WORK REQUIRED
Would you filter the listing below so that only lines with the word "FindUserParams" remain?
╭──
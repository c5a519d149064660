use serde::Deserialize;

use crate::params::{non_empty, present, RawParam};

/// Each request struct can be filled from the JSON body, the query string,
/// or a path segment; `or` keeps the first non-empty value in that order.

#[derive(Debug, Default, Deserialize)]
pub struct RegisterParams {
    pub username: Option<String>,
    pub email: Option<String>,
    pub password: Option<String>,
}

impl RegisterParams {
    pub fn or(self, fallback: Self) -> Self {
        Self {
            username: non_empty(self.username).or(non_empty(fallback.username)),
            email: non_empty(self.email).or(non_empty(fallback.email)),
            password: non_empty(self.password).or(non_empty(fallback.password)),
        }
    }
}

#[derive(Debug, Default, Deserialize)]
pub struct LoginParams {
    pub email: Option<String>,
    pub password: Option<String>,
}

impl LoginParams {
    pub fn or(self, fallback: Self) -> Self {
        Self {
            email: non_empty(self.email).or(non_empty(fallback.email)),
            password: non_empty(self.password).or(non_empty(fallback.password)),
        }
    }
}

#[derive(Debug, Default, Deserialize)]
pub struct FindUserParams {
    pub email: Option<String>,
}

impl FindUserParams {
    pub fn or(self, fallback: Self) -> Self {
        Self {
            email: non_empty(self.email).or(non_empty(fallback.email)),
        }
    }
}

#[derive(Debug, Default, Deserialize)]
pub struct UpdateUserParams {
    pub id: Option<RawParam>,
    pub username: Option<String>,
    pub email: Option<String>,
    pub password: Option<String>,
}

impl UpdateUserParams {
    pub fn or(self, fallback: Self) -> Self {
        Self {
            id: present(self.id).or(present(fallback.id)),
            username: non_empty(self.username).or(non_empty(fallback.username)),
            email: non_empty(self.email).or(non_empty(fallback.email)),
            password: non_empty(self.password).or(non_empty(fallback.password)),
        }
    }
}

#[derive(Debug, Default, Deserialize)]
pub struct DeleteUserParams {
    pub id: Option<RawParam>,
}

impl DeleteUserParams {
    pub fn or(self, fallback: Self) -> Self {
        Self {
            id: present(self.id).or(present(fallback.id)),
        }
    }
}
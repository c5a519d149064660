use axum::extract::{Path, Query, State};
use axum::http::StatusCode;
use axum::Json;
use tracing::{info, instrument, warn};

use crate::envelope::Envelope;
use crate::error::ApiError;
use crate::state::AppState;

use super::dto::{DeleteUserParams, FindUserParams, LoginParams, RegisterParams, UpdateUserParams};
use super::password::{hash_password, verify_password};
use super::repo::{PublicUser, User};

#[instrument(skip(state, query, body))]
pub async fn register(
    State(state): State<AppState>,
    Query(query): Query<RegisterParams>,
    body: Option<Json<RegisterParams>>,
) -> Result<(StatusCode, Json<Envelope<User>>), ApiError> {
    let p = body.map(|Json(b)| b).unwrap_or_default().or(query);
    let (Some(username), Some(email), Some(password)) = (p.username, p.email, p.password) else {
        return Err(ApiError::validation(
            "Username, email and password are required",
        ));
    };

    if User::email_taken(&state.db, &email).await? {
        warn!(%email, "email already used");
        return Err(ApiError::conflict("Email already used"));
    }
    if User::username_taken(&state.db, &username).await? {
        warn!(%username, "username already taken");
        return Err(ApiError::conflict("Username already taken"));
    }

    let hash = hash_password(&password)?;
    let user = User::create(&state.db, &username, &email, &hash).await?;

    info!(user_id = user.id, %email, "user registered");
    Ok((
        StatusCode::CREATED,
        Json(Envelope::success("User created", user)),
    ))
}

#[instrument(skip(state, query, body))]
pub async fn login(
    State(state): State<AppState>,
    Query(query): Query<LoginParams>,
    body: Option<Json<LoginParams>>,
) -> Result<(StatusCode, Json<Envelope<User>>), ApiError> {
    let p = body.map(|Json(b)| b).unwrap_or_default().or(query);
    let (Some(email), Some(password)) = (p.email, p.password) else {
        return Err(ApiError::validation("Email and password are required"));
    };

    // Unknown email and wrong password take the same exit path.
    let Some(user) = User::find_by_email(&state.db, &email).await? else {
        warn!(%email, "login with unknown email");
        return Err(ApiError::InvalidCredentials);
    };
    if !verify_password(&password, &user.password_hash)? {
        warn!(%email, user_id = user.id, "login with wrong password");
        return Err(ApiError::InvalidCredentials);
    }

    info!(user_id = user.id, %email, "user logged in");
    Ok((
        StatusCode::OK,
        Json(Envelope::success("Login successful", user)),
    ))
}

#[instrument(skip(state, query, body))]
pub async fn find_user(
    State(state): State<AppState>,
    Path(path_email): Path<String>,
    Query(query): Query<FindUserParams>,
    body: Option<Json<FindUserParams>>,
) -> Result<(StatusCode, Json<Envelope<Vec<PublicUser>>>), ApiError> {
    let p = body
        .map(|Json(b)| b)
        .unwrap_or_default()
        .or(query)
        .or(FindUserParams {
            email: Some(path_email),
        });
    let Some(email) = p.email else {
        return Err(ApiError::validation("Email is required"));
    };

    let users = PublicUser::find_by_email(&state.db, &email).await?;
    if users.is_empty() {
        return Err(ApiError::not_found("User not found"));
    }
    Ok((StatusCode::OK, Json(Envelope::success("User found", users))))
}

#[instrument(skip(state, query, body))]
pub async fn update_user(
    State(state): State<AppState>,
    Query(query): Query<UpdateUserParams>,
    body: Option<Json<UpdateUserParams>>,
) -> Result<(StatusCode, Json<Envelope<User>>), ApiError> {
    let p = body.map(|Json(b)| b).unwrap_or_default().or(query);
    let (Some(id), Some(username), Some(email)) = (p.id, p.username, p.email) else {
        return Err(ApiError::validation("ID, username and email are required"));
    };
    let id = id
        .as_i64()
        .ok_or_else(|| ApiError::validation("ID must be a number"))?;

    // Only re-hash when a new password was supplied.
    let hash = match p.password {
        Some(password) => Some(hash_password(&password)?),
        None => None,
    };

    let user = User::update(&state.db, id, &username, &email, hash.as_deref())
        .await?
        .ok_or_else(|| ApiError::not_found("User not found"))?;

    info!(user_id = id, "user updated");
    Ok((
        StatusCode::OK,
        Json(Envelope::success("User updated", user)),
    ))
}

#[instrument(skip(state, query, body))]
pub async fn delete_user(
    State(state): State<AppState>,
    Path(path_id): Path<String>,
    Query(query): Query<DeleteUserParams>,
    body: Option<Json<DeleteUserParams>>,
) -> Result<(StatusCode, Json<Envelope<PublicUser>>), ApiError> {
    let p = body
        .map(|Json(b)| b)
        .unwrap_or_default()
        .or(query)
        .or(DeleteUserParams {
            id: Some(path_id.into()),
        });
    let Some(id) = p.id else {
        return Err(ApiError::validation("ID is required"));
    };
    let id = id
        .as_i64()
        .ok_or_else(|| ApiError::validation("ID must be a number"))?;

    let user = PublicUser::delete(&state.db, id)
        .await?
        .ok_or_else(|| ApiError::not_found("User not found"))?;

    info!(user_id = id, "user deleted");
    Ok((
        StatusCode::OK,
        Json(Envelope::success("User deleted", user)),
    ))
}

#[cfg(test)]
mod tests {
    use std::sync::Arc;

    use sqlx::PgPool;

    use super::*;
    use crate::config::AppConfig;
    use crate::params::RawParam;

    fn test_state(pool: PgPool) -> AppState {
        AppState {
            db: pool,
            config: Arc::new(AppConfig {
                database_url: String::new(),
                host: "127.0.0.1".into(),
                port: 0,
                db_max_connections: 5,
            }),
        }
    }

    fn register_params(username: &str, email: &str, password: &str) -> RegisterParams {
        RegisterParams {
            username: Some(username.into()),
            email: Some(email.into()),
            password: Some(password.into()),
        }
    }

    async fn register_user(state: &AppState, username: &str, email: &str, password: &str) -> User {
        let (status, Json(env)) = register(
            State(state.clone()),
            Query(RegisterParams::default()),
            Some(Json(register_params(username, email, password))),
        )
        .await
        .expect("register should succeed");
        assert_eq!(status, StatusCode::CREATED);
        env.payload.expect("created user in payload")
    }

    async fn login_user(state: &AppState, email: &str, password: &str) -> Result<User, ApiError> {
        login(
            State(state.clone()),
            Query(LoginParams::default()),
            Some(Json(LoginParams {
                email: Some(email.into()),
                password: Some(password.into()),
            })),
        )
        .await
        .map(|(_, Json(env))| env.payload.expect("logged-in user in payload"))
    }

    #[sqlx::test]
    async fn duplicate_email_is_rejected_and_one_row_kept(pool: PgPool) {
        let state = test_state(pool.clone());
        register_user(&state, "first", "same@example.com", "pw-one").await;

        let err = register(
            State(state.clone()),
            Query(RegisterParams::default()),
            Some(Json(register_params("second", "same@example.com", "pw-two"))),
        )
        .await
        .unwrap_err();
        assert!(matches!(err, ApiError::Conflict(_)));
        assert_eq!(err.to_string(), "Email already used");

        let count: i64 = sqlx::query_scalar("SELECT COUNT(*) FROM users WHERE email = $1")
            .bind("same@example.com")
            .fetch_one(&pool)
            .await
            .unwrap();
        assert_eq!(count, 1);
    }

    #[sqlx::test]
    async fn duplicate_username_is_rejected_and_one_row_kept(pool: PgPool) {
        let state = test_state(pool.clone());
        register_user(&state, "taken", "one@example.com", "pw-one").await;

        let err = register(
            State(state.clone()),
            Query(RegisterParams::default()),
            Some(Json(register_params("taken", "two@example.com", "pw-two"))),
        )
        .await
        .unwrap_err();
        assert!(matches!(err, ApiError::Conflict(_)));
        assert_eq!(err.to_string(), "Username already taken");

        let count: i64 = sqlx::query_scalar("SELECT COUNT(*) FROM users WHERE username = $1")
            .bind("taken")
            .fetch_one(&pool)
            .await
            .unwrap();
        assert_eq!(count, 1);
    }

    #[sqlx::test]
    async fn login_failures_share_one_message(pool: PgPool) {
        let state = test_state(pool);
        register_user(&state, "player", "player@example.com", "right-password").await;

        let wrong = login_user(&state, "player@example.com", "wrong-password")
            .await
            .unwrap_err();
        let unknown = login_user(&state, "ghost@example.com", "whatever")
            .await
            .unwrap_err();
        assert!(matches!(wrong, ApiError::InvalidCredentials));
        assert!(matches!(unknown, ApiError::InvalidCredentials));
        assert_eq!(wrong.to_string(), unknown.to_string());
    }

    #[sqlx::test]
    async fn update_without_password_keeps_old_login(pool: PgPool) {
        let state = test_state(pool);
        let user = register_user(&state, "player", "player@example.com", "pw-original").await;

        update_user(
            State(state.clone()),
            Query(UpdateUserParams::default()),
            Some(Json(UpdateUserParams {
                id: Some(RawParam::Int(user.id)),
                username: Some("renamed".into()),
                email: Some("player@example.com".into()),
                password: None,
            })),
        )
        .await
        .expect("update should succeed");

        let logged_in = login_user(&state, "player@example.com", "pw-original")
            .await
            .expect("old password should still authenticate");
        assert_eq!(logged_in.username, "renamed");
    }

    #[sqlx::test]
    async fn update_with_new_password_invalidates_old(pool: PgPool) {
        let state = test_state(pool);
        let user = register_user(&state, "player", "player@example.com", "pw-old").await;

        update_user(
            State(state.clone()),
            Query(UpdateUserParams::default()),
            Some(Json(UpdateUserParams {
                id: Some(RawParam::Int(user.id)),
                username: Some("player".into()),
                email: Some("player@example.com".into()),
                password: Some("pw-new".into()),
            })),
        )
        .await
        .expect("update should succeed");

        let err = login_user(&state, "player@example.com", "pw-old")
            .await
            .unwrap_err();
        assert!(matches!(err, ApiError::InvalidCredentials));
        login_user(&state, "player@example.com", "pw-new")
            .await
            .expect("new password should authenticate");
    }
}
╰──
RESPONSE AREA
pub struct FindUserParams {
impl FindUserParams {
use super::dto::{DeleteUserParams, FindUserParams, LoginParams, RegisterParams, UpdateUserParams};
    Query(query): Query<FindUserParams>,
    body: Option<Json<FindUserParams>>,
        .or(FindUserParams {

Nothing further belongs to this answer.